"May his name be blotted out!" declares the most terrible Hebrew curse. History
has devised a curse more terrible still, that is, to have one's memory blotted
out, all except for a name that popular usage links to disaster.
Schoolchildren no longer learn about King Pyrrhus of Epirus, who won battles
against Rome at such heavy cost that he lost the war, but everyone knows that a
"Pyrrhic victory" is to be avoided. Few remember Grigory Potyomkin (1739-1791),
Catherine the Great's statesman and lover, but everyone knows the idiom
"Potemkin Village", a facade constructed to deceive passing inspection.
Why not call it "Petraeus village"? General David Petraeus, now
America's commander in Afghanistan, pacified Iraq by putting 100,000 fighters
for the country's Sunni minority on the American payroll. Now that America has
withdrawn combat troops from Iraq and the Shi'ite-majority government in
Baghdad has embraced Iran's military arm, the Sunni fighters are quitting by
the thousand, and joining the anti-government guerrilla movement associated
with al-Qaeda. This we learn from the October 17 New York Times:
Although
there are no firm figures, security and political officials say hundreds of the
well-disciplined fighters - many of whom have gained extensive knowledge about
the American military - appear to have rejoined al-Qaeda in Mesopotamia. Beyond
that, officials say that even many of the Awakening fighters still on the Iraqi
government payroll, possibly thousands of them, covertly aid the insurgency.
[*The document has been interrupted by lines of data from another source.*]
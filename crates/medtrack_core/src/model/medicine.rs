//! Medicine model, schedule fields and stock derivations.
//!
//! # Responsibility
//! - Define the persisted medicine record and the editable draft used on save.
//! - Normalize and validate dose times and date bounds.
//! - Derive the frequency label and the days-of-stock-remaining estimate.
//!
//! # Invariants
//! - A saved medicine has a non-empty name and at least one `HH:MM` time.
//! - `times` keeps insertion order and holds no duplicates.
//! - `stock_qty` never goes negative.

use crate::model::member::MemberId;
use crate::model::new_id;
use crate::model::validation::ValidationError;
use chrono::{DateTime, NaiveDate, Utc};
use once_cell::sync::Lazy;
use regex::Regex;
use serde::{Deserialize, Deserializer, Serialize};
use std::fmt::{Display, Formatter};
use std::str::FromStr;

pub type MedicineId = String;

static DOSE_TIME_RE: Lazy<Regex> =
    Lazy::new(|| Regex::new(r"^(?:[01]\d|2[0-3]):[0-5]\d$").expect("valid dose time regex"));

/// Dosage form.
#[derive(Debug, Clone, Copy, Default, PartialEq, Eq, Serialize, Deserialize)]
pub enum MedicineType {
    #[default]
    Tablet,
    Capsule,
    Syrup,
    Injection,
}

impl Display for MedicineType {
    fn fmt(&self, f: &mut Formatter<'_>) -> std::fmt::Result {
        let label = match self {
            Self::Tablet => "Tablet",
            Self::Capsule => "Capsule",
            Self::Syrup => "Syrup",
            Self::Injection => "Injection",
        };
        f.write_str(label)
    }
}

impl FromStr for MedicineType {
    type Err = ValidationError;

    fn from_str(value: &str) -> Result<Self, Self::Err> {
        match value.trim().to_ascii_lowercase().as_str() {
            "tablet" => Ok(Self::Tablet),
            "capsule" => Ok(Self::Capsule),
            "syrup" => Ok(Self::Syrup),
            "injection" => Ok(Self::Injection),
            _ => Err(ValidationError::UnknownMedicineType(value.to_string())),
        }
    }
}

/// Persisted medicine record.
#[derive(Debug, Clone, PartialEq, Eq, Serialize, Deserialize)]
#[serde(rename_all = "camelCase")]
pub struct Medicine {
    pub id: MedicineId,
    pub family_member_id: MemberId,
    pub name: String,
    #[serde(default)]
    pub dosage: String,
    #[serde(rename = "type", default)]
    pub kind: MedicineType,
    #[serde(default)]
    pub times: Vec<String>,
    /// Inclusive `YYYY-MM-DD` lower bound; kept as stored text.
    #[serde(default, deserialize_with = "deserialize_bound")]
    pub start_date: Option<String>,
    /// Inclusive `YYYY-MM-DD` upper bound; kept as stored text.
    #[serde(default, deserialize_with = "deserialize_bound")]
    pub end_date: Option<String>,
    #[serde(default, deserialize_with = "deserialize_stock")]
    pub stock_qty: u32,
    #[serde(default)]
    pub notes: String,
    pub created_at: DateTime<Utc>,
}

/// Editable medicine fields, replaced wholesale on save.
#[derive(Debug, Clone, Default, PartialEq, Eq)]
pub struct MedicineDraft {
    pub name: String,
    pub dosage: String,
    pub kind: MedicineType,
    pub times: Vec<String>,
    pub start_date: Option<String>,
    pub end_date: Option<String>,
    pub stock_qty: u32,
    pub notes: String,
}

impl MedicineDraft {
    /// Trims text fields, cleans the time list and checks every rule.
    ///
    /// Empty time entries are dropped and repeated times keep their first position.
    pub fn normalized(self) -> Result<Self, ValidationError> {
        let name = self.name.trim().to_string();
        if name.is_empty() {
            return Err(ValidationError::EmptyMedicineName);
        }

        let mut times: Vec<String> = Vec::with_capacity(self.times.len());
        for raw in self.times {
            let time = raw.trim();
            if time.is_empty() {
                continue;
            }
            if !is_dose_time(time) {
                return Err(ValidationError::InvalidDoseTime(time.to_string()));
            }
            if !times.iter().any(|existing| existing == time) {
                times.push(time.to_string());
            }
        }
        if times.is_empty() {
            return Err(ValidationError::NoDoseTimes);
        }

        Ok(Self {
            name,
            dosage: self.dosage.trim().to_string(),
            kind: self.kind,
            times,
            start_date: normalize_bound("start date", self.start_date)?,
            end_date: normalize_bound("end date", self.end_date)?,
            stock_qty: self.stock_qty,
            notes: self.notes.trim().to_string(),
        })
    }
}

impl Medicine {
    /// Builds a new medicine owned by `member_id` from a validated draft.
    pub fn from_draft(
        member_id: impl Into<MemberId>,
        draft: MedicineDraft,
        created_at: DateTime<Utc>,
    ) -> Result<Self, ValidationError> {
        let family_member_id = member_id.into();
        if family_member_id.trim().is_empty() {
            return Err(ValidationError::MissingOwner);
        }
        let draft = draft.normalized()?;
        Ok(Self {
            id: new_id("m_"),
            family_member_id,
            name: draft.name,
            dosage: draft.dosage,
            kind: draft.kind,
            times: draft.times,
            start_date: draft.start_date,
            end_date: draft.end_date,
            stock_qty: draft.stock_qty,
            notes: draft.notes,
            created_at,
        })
    }

    /// Replaces every editable field; id, owner and creation time are kept.
    pub fn apply_draft(&mut self, draft: MedicineDraft) -> Result<(), ValidationError> {
        let draft = draft.normalized()?;
        self.name = draft.name;
        self.dosage = draft.dosage;
        self.kind = draft.kind;
        self.times = draft.times;
        self.start_date = draft.start_date;
        self.end_date = draft.end_date;
        self.stock_qty = draft.stock_qty;
        self.notes = draft.notes;
        Ok(())
    }

    /// Current editable fields as a draft.
    pub fn to_draft(&self) -> MedicineDraft {
        MedicineDraft {
            name: self.name.clone(),
            dosage: self.dosage.clone(),
            kind: self.kind,
            times: self.times.clone(),
            start_date: self.start_date.clone(),
            end_date: self.end_date.clone(),
            stock_qty: self.stock_qty,
            notes: self.notes.clone(),
        }
    }

    pub fn doses_per_day(&self) -> usize {
        self.times.len()
    }

    pub fn frequency_label(&self) -> String {
        frequency_label(self.doses_per_day())
    }

    /// Full days the current stock covers, `None` without a schedule.
    pub fn days_remaining(&self) -> Option<u32> {
        days_remaining(self.stock_qty, self.doses_per_day())
    }

    pub fn stock_estimate(&self) -> StockEstimate {
        match self.days_remaining() {
            Some(days) => StockEstimate::Days(days),
            None => StockEstimate::Unavailable,
        }
    }
}

/// Human label for a daily dose count.
pub fn frequency_label(doses_per_day: usize) -> String {
    match doses_per_day {
        0 => "No schedule".to_string(),
        1 => "Once daily".to_string(),
        2 => "Twice daily".to_string(),
        n => format!("{n} times daily"),
    }
}

/// `floor(stock / doses_per_day)`, or `None` when nothing is scheduled.
pub fn days_remaining(stock_qty: u32, doses_per_day: usize) -> Option<u32> {
    if doses_per_day == 0 {
        return None;
    }
    let per_day = u32::try_from(doses_per_day).unwrap_or(u32::MAX);
    Some(stock_qty / per_day)
}

/// Stock coverage shown next to a medicine.
#[derive(Debug, Clone, Copy, PartialEq, Eq)]
pub enum StockEstimate {
    Days(u32),
    Unavailable,
}

impl Display for StockEstimate {
    fn fmt(&self, f: &mut Formatter<'_>) -> std::fmt::Result {
        match self {
            Self::Days(1) => write!(f, "~1 day remaining"),
            Self::Days(days) => write!(f, "~{days} days remaining"),
            Self::Unavailable => write!(f, "Estimate unavailable"),
        }
    }
}

/// Returns whether `value` is a 24h `HH:MM` time.
pub fn is_dose_time(value: &str) -> bool {
    DOSE_TIME_RE.is_match(value)
}

/// Parses a stored `YYYY-MM-DD` bound; `None` for anything else.
pub fn parse_date_bound(value: &str) -> Option<NaiveDate> {
    let value = value.trim();
    if value.len() != 10 {
        return None;
    }
    NaiveDate::parse_from_str(value, "%Y-%m-%d").ok()
}

fn normalize_bound(
    field: &'static str,
    value: Option<String>,
) -> Result<Option<String>, ValidationError> {
    let Some(value) = value.map(|v| v.trim().to_string()).filter(|v| !v.is_empty()) else {
        return Ok(None);
    };
    match parse_date_bound(&value) {
        Some(date) => Ok(Some(date.format("%Y-%m-%d").to_string())),
        None => Err(ValidationError::InvalidDate { field, value }),
    }
}

fn deserialize_bound<'de, D>(deserializer: D) -> Result<Option<String>, D::Error>
where
    D: Deserializer<'de>,
{
    let value = Option::<String>::deserialize(deserializer)?;
    Ok(value.filter(|v| !v.trim().is_empty()))
}

#[derive(Deserialize)]
#[serde(untagged)]
enum StockRepr {
    Integer(i64),
    Float(f64),
    Text(String),
}

/// Older records may hold a float, a negative number or a numeric string.
fn deserialize_stock<'de, D>(deserializer: D) -> Result<u32, D::Error>
where
    D: Deserializer<'de>,
{
    let raw = match Option::<StockRepr>::deserialize(deserializer)? {
        Some(StockRepr::Integer(value)) => value,
        Some(StockRepr::Float(value)) if value.is_finite() => value.trunc() as i64,
        Some(StockRepr::Text(text)) => text.trim().parse::<i64>().unwrap_or(0),
        Some(StockRepr::Float(_)) | None => 0,
    };
    Ok(u32::try_from(raw.max(0)).unwrap_or(u32::MAX))
}
//! Service-level error taxonomy.

use crate::model::adherence::{SlotKey, SlotState};
use crate::model::validation::ValidationError;
use crate::repo::kv_repo::RepoError;
use std::error::Error;
use std::fmt::{Display, Formatter};

pub type ServiceResult<T> = Result<T, ServiceError>;

/// User-reportable failure of a service call.
#[derive(Debug)]
pub enum ServiceError {
    /// Input rejected before any write.
    Validation(ValidationError),
    MemberNotFound(String),
    MedicineNotFound(String),
    /// The slot already has a recorded outcome; undo it first.
    SlotAlreadyResolved { slot: SlotKey, state: SlotState },
    /// The time is not a dose time of the medicine on that date.
    SlotNotScheduled(SlotKey),
    /// Storage transport failure.
    Repo(RepoError),
}

impl Display for ServiceError {
    fn fmt(&self, f: &mut Formatter<'_>) -> std::fmt::Result {
        match self {
            Self::Validation(err) => write!(f, "{err}"),
            Self::MemberNotFound(id) => write!(f, "member not found: {id}"),
            Self::MedicineNotFound(id) => write!(f, "medicine not found: {id}"),
            Self::SlotAlreadyResolved { slot, state } => write!(
                f,
                "dose {} on {} for medicine {} is already {}; undo it first",
                slot.scheduled_time,
                slot.date,
                slot.medicine_id,
                state.label().to_ascii_lowercase()
            ),
            Self::SlotNotScheduled(slot) => write!(
                f,
                "medicine {} has no dose at {} on {}",
                slot.medicine_id, slot.scheduled_time, slot.date
            ),
            Self::Repo(err) => write!(f, "{err}"),
        }
    }
}

impl Error for ServiceError {
    fn source(&self) -> Option<&(dyn Error + 'static)> {
        match self {
            Self::Validation(err) => Some(err),
            Self::Repo(err) => Some(err),
            _ => None,
        }
    }
}

impl From<ValidationError> for ServiceError {
    fn from(value: ValidationError) -> Self {
        Self::Validation(value)
    }
}

impl From<RepoError> for ServiceError {
    fn from(value: RepoError) -> Self {
        Self::Repo(value)
    }
}
//! Schedule evaluation for a medicine on a calendar date.
//!
//! # Responsibility
//! - Decide whether a medicine is active on a date (inclusive start/end bounds).
//! - Return the dose times that apply on that date.
//!
//! # Invariants
//! - Pure: no storage access, no clock reads.
//! - Only an absent bound is unbounded. A stored bound that is not a valid
//!   `YYYY-MM-DD` date is compared as text against the ISO date, so it still
//!   restricts the window instead of being ignored.

use crate::clock::iso_date;
use crate::model::medicine::{parse_date_bound, Medicine};
use chrono::NaiveDate;
use std::cmp::Ordering;

/// Returns whether `medicine` is inside its start/end window on `date`.
pub fn is_active_on(medicine: &Medicine, date: NaiveDate) -> bool {
    if let Some(start) = medicine.start_date.as_deref() {
        if compare_bound(start, date) == Ordering::Greater {
            return false;
        }
    }
    if let Some(end) = medicine.end_date.as_deref() {
        if compare_bound(end, date) == Ordering::Less {
            return false;
        }
    }
    true
}

/// Dose times for `date` in schedule order; empty when inactive.
pub fn dose_times_on(medicine: &Medicine, date: NaiveDate) -> &[String] {
    if is_active_on(medicine, date) {
        &medicine.times
    } else {
        &[]
    }
}

/// Returns whether `time` is one of `medicine`'s slots on `date`.
pub fn is_scheduled(medicine: &Medicine, date: NaiveDate, time: &str) -> bool {
    dose_times_on(medicine, date).iter().any(|t| t == time)
}

/// Orders a stored bound against `date`.
fn compare_bound(bound: &str, date: NaiveDate) -> Ordering {
    match parse_date_bound(bound) {
        Some(bound_date) => bound_date.cmp(&date),
        None => bound.cmp(iso_date(date).as_str()),
    }
}

#[cfg(test)]
mod tests {
    use super::{dose_times_on, is_active_on, is_scheduled};
    use crate::model::medicine::{Medicine, MedicineDraft};
    use chrono::{NaiveDate, Utc};

    fn date(value: &str) -> NaiveDate {
        NaiveDate::parse_from_str(value, "%Y-%m-%d").unwrap()
    }

    fn medicine(start: Option<&str>, end: Option<&str>) -> Medicine {
        let draft = MedicineDraft {
            name: "Amlodipine".to_string(),
            times: vec!["08:00".to_string(), "20:00".to_string()],
            ..MedicineDraft::default()
        };
        let mut med = Medicine::from_draft("u_1", draft, Utc::now()).unwrap();
        med.start_date = start.map(str::to_string);
        med.end_date = end.map(str::to_string);
        med
    }

    #[test]
    fn inclusive_window_bounds() {
        let med = medicine(Some("2024-06-10"), Some("2024-06-20"));

        assert!(dose_times_on(&med, date("2024-06-09")).is_empty());
        assert!(dose_times_on(&med, date("2024-06-21")).is_empty());
        for day in 10..=20 {
            let target = date(&format!("2024-06-{day}"));
            assert_eq!(dose_times_on(&med, target), ["08:00", "20:00"]);
        }
    }

    #[test]
    fn absent_bounds_are_unbounded() {
        let med = medicine(None, None);
        assert!(is_active_on(&med, date("1999-01-01")));
        assert!(is_active_on(&med, date("2999-12-31")));
    }

    #[test]
    fn malformed_bound_still_restricts_lexically() {
        // "2024-6-15" sorts after every "2024-MM-DD" as text.
        let med = medicine(Some("2024-6-15"), None);
        assert!(!is_active_on(&med, date("2024-06-30")));
        assert!(!is_active_on(&med, date("2024-12-31")));
        assert!(is_active_on(&med, date("2025-01-01")));
    }

    #[test]
    fn scheduled_time_must_be_in_list() {
        let med = medicine(None, None);
        assert!(is_scheduled(&med, date("2024-06-10"), "08:00"));
        assert!(!is_scheduled(&med, date("2024-06-10"), "09:00"));
    }
}
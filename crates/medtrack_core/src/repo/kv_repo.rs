//! Key-value repository contract and implementations.
//!
//! # Responsibility
//! - Provide string get/set over named keys.
//! - Keep SQL details inside the persistence boundary.
//!
//! # Invariants
//! - `set_many` is all-or-nothing: either every entry is written or none is.

use crate::db::DbError;
use rusqlite::{params, Connection, OptionalExtension};
use std::cell::RefCell;
use std::collections::BTreeMap;
use std::error::Error;
use std::fmt::{Display, Formatter};

pub type RepoResult<T> = Result<T, RepoError>;

/// Storage transport failure.
#[derive(Debug)]
pub enum RepoError {
    Db(DbError),
    Serialize(serde_json::Error),
}

impl Display for RepoError {
    fn fmt(&self, f: &mut Formatter<'_>) -> std::fmt::Result {
        match self {
            Self::Db(err) => write!(f, "{err}"),
            Self::Serialize(err) => write!(f, "failed to encode collection: {err}"),
        }
    }
}

impl Error for RepoError {
    fn source(&self) -> Option<&(dyn Error + 'static)> {
        match self {
            Self::Db(err) => Some(err),
            Self::Serialize(err) => Some(err),
        }
    }
}

impl From<DbError> for RepoError {
    fn from(value: DbError) -> Self {
        Self::Db(value)
    }
}

impl From<rusqlite::Error> for RepoError {
    fn from(value: rusqlite::Error) -> Self {
        Self::Db(DbError::Sqlite(value))
    }
}

impl From<serde_json::Error> for RepoError {
    fn from(value: serde_json::Error) -> Self {
        Self::Serialize(value)
    }
}

/// Durable string store keyed by collection name.
pub trait KeyValueRepository {
    fn get(&self, key: &str) -> RepoResult<Option<String>>;

    /// Writes every entry atomically.
    fn set_many(&self, entries: &[(&str, String)]) -> RepoResult<()>;

    fn remove(&self, key: &str) -> RepoResult<()>;

    fn set(&self, key: &str, value: String) -> RepoResult<()> {
        self.set_many(&[(key, value)])
    }
}

impl<R: KeyValueRepository + ?Sized> KeyValueRepository for &R {
    fn get(&self, key: &str) -> RepoResult<Option<String>> {
        (**self).get(key)
    }

    fn set_many(&self, entries: &[(&str, String)]) -> RepoResult<()> {
        (**self).set_many(entries)
    }

    fn remove(&self, key: &str) -> RepoResult<()> {
        (**self).remove(key)
    }
}

/// SQLite-backed key-value repository over the `kv_store` table.
#[derive(Clone, Copy)]
pub struct SqliteKeyValueRepository<'conn> {
    conn: &'conn Connection,
}

impl<'conn> SqliteKeyValueRepository<'conn> {
    pub fn new(conn: &'conn Connection) -> Self {
        Self { conn }
    }
}

impl KeyValueRepository for SqliteKeyValueRepository<'_> {
    fn get(&self, key: &str) -> RepoResult<Option<String>> {
        let value = self
            .conn
            .query_row(
                "SELECT value FROM kv_store WHERE key = ?1;",
                [key],
                |row| row.get::<_, String>(0),
            )
            .optional()?;
        Ok(value)
    }

    fn set_many(&self, entries: &[(&str, String)]) -> RepoResult<()> {
        let tx = self.conn.unchecked_transaction()?;
        for (key, value) in entries {
            tx.execute(
                "INSERT INTO kv_store (key, value, updated_at)
                 VALUES (?1, ?2, (strftime('%s', 'now') * 1000))
                 ON CONFLICT(key) DO UPDATE SET
                    value = excluded.value,
                    updated_at = excluded.updated_at;",
                params![*key, value.as_str()],
            )?;
        }
        tx.commit()?;
        Ok(())
    }

    fn remove(&self, key: &str) -> RepoResult<()> {
        self.conn
            .execute("DELETE FROM kv_store WHERE key = ?1;", [key])?;
        Ok(())
    }
}

/// Process-local repository for tests and embedding.
#[derive(Debug, Default)]
pub struct MemoryKeyValueRepository {
    entries: RefCell<BTreeMap<String, String>>,
}

impl MemoryKeyValueRepository {
    pub fn new() -> Self {
        Self::default()
    }

    pub fn len(&self) -> usize {
        self.entries.borrow().len()
    }

    pub fn is_empty(&self) -> bool {
        self.entries.borrow().is_empty()
    }
}

impl KeyValueRepository for MemoryKeyValueRepository {
    fn get(&self, key: &str) -> RepoResult<Option<String>> {
        Ok(self.entries.borrow().get(key).cloned())
    }

    fn set_many(&self, entries: &[(&str, String)]) -> RepoResult<()> {
        let mut map = self.entries.borrow_mut();
        for (key, value) in entries {
            map.insert((*key).to_string(), value.clone());
        }
        Ok(())
    }

    fn remove(&self, key: &str) -> RepoResult<()> {
        self.entries.borrow_mut().remove(key);
        Ok(())
    }
}

#[cfg(test)]
mod tests {
    use super::{KeyValueRepository, MemoryKeyValueRepository, SqliteKeyValueRepository};
    use crate::db::open_db_in_memory;

    #[test]
    fn sqlite_set_overwrites_and_remove_clears() {
        let conn = open_db_in_memory().unwrap();
        let repo = SqliteKeyValueRepository::new(&conn);

        assert_eq!(repo.get("k").unwrap(), None);
        repo.set("k", "one".to_string()).unwrap();
        repo.set("k", "two".to_string()).unwrap();
        assert_eq!(repo.get("k").unwrap().as_deref(), Some("two"));

        repo.remove("k").unwrap();
        assert_eq!(repo.get("k").unwrap(), None);
    }

    #[test]
    fn sqlite_set_many_writes_all_entries() {
        let conn = open_db_in_memory().unwrap();
        let repo = SqliteKeyValueRepository::new(&conn);

        repo.set_many(&[("a", "1".to_string()), ("b", "2".to_string())])
            .unwrap();
        assert_eq!(repo.get("a").unwrap().as_deref(), Some("1"));
        assert_eq!(repo.get("b").unwrap().as_deref(), Some("2"));
    }

    #[test]
    fn memory_repository_behaves_like_a_map() {
        let repo = MemoryKeyValueRepository::new();
        assert!(repo.is_empty());
        repo.set("a", "1".to_string()).unwrap();
        assert_eq!(repo.len(), 1);
        assert_eq!(repo.get("a").unwrap().as_deref(), Some("1"));
        repo.remove("a").unwrap();
        assert!(repo.is_empty());
    }
}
The defections have been driven in part by frustration with the Shi'ite-led
government, which Awakening members say is intent on destroying them, as well
as by pressure from al-Qaeda. The exodus has accelerated since Iraq's
inconclusive parliamentary elections in March, which have left Sunnis uncertain
of retaining what little political influence they have and which appear to have
provided al-Qaeda new opportunities to lure back fighters.
On
September 27, the Washington Post reported that the Iraqi government had fired
Sunni police officers in Anbar province.
When Petraeus held the Iraq command, he put over 100,000 Sunni gunmen on the
American payroll, offering them money and weapons to lie low for the interim.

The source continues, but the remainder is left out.